| About this task |
Return the lines from the start of the data through the line with "Timestamps are stored". Include both of those lines and no others.

Stored data entries
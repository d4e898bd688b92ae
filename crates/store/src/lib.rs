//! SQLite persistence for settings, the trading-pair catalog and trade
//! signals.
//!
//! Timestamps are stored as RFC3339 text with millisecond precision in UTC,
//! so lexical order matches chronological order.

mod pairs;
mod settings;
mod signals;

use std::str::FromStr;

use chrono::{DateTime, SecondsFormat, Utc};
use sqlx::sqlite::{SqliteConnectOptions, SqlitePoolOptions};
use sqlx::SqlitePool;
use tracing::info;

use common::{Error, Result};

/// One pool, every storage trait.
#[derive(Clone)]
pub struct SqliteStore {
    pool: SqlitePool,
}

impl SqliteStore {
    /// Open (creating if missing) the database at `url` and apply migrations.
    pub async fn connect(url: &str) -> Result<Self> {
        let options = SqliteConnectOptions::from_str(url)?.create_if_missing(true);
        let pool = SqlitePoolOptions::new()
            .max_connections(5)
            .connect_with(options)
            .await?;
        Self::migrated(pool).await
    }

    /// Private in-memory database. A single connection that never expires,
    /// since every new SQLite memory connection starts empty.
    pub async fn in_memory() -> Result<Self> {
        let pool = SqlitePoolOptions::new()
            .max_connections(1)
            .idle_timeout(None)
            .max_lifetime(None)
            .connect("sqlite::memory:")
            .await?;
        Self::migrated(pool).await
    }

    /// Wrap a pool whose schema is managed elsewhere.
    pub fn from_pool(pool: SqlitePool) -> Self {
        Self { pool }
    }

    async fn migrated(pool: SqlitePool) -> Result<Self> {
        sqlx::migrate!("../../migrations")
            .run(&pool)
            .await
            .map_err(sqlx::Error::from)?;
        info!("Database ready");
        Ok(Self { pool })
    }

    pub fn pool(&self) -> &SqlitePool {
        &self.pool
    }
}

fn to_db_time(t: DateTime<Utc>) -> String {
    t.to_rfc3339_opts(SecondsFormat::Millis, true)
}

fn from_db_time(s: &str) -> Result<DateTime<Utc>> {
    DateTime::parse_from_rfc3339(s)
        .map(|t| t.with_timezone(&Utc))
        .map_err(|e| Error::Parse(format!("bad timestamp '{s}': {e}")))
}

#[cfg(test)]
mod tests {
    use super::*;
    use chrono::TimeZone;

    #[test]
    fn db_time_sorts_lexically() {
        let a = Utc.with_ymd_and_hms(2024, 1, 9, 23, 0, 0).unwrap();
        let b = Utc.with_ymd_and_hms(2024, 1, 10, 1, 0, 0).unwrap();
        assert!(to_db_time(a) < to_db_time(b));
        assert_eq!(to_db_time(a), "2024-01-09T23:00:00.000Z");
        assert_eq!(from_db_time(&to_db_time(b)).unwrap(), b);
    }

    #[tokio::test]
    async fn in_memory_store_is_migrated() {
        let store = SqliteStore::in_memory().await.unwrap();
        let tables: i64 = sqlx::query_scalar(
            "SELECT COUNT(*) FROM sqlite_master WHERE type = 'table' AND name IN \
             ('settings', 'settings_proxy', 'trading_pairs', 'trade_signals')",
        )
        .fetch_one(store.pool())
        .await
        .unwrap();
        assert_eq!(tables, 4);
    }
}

| Answer |
repository d4e898bd688b92ae
filename crates/store/src/lib.rs
//! SQLite persistence for settings, the trading-pair catalog and trade
//! signals.
//!
//! Timestamps are stored as RFC3339 text with millisecond precision in UTC,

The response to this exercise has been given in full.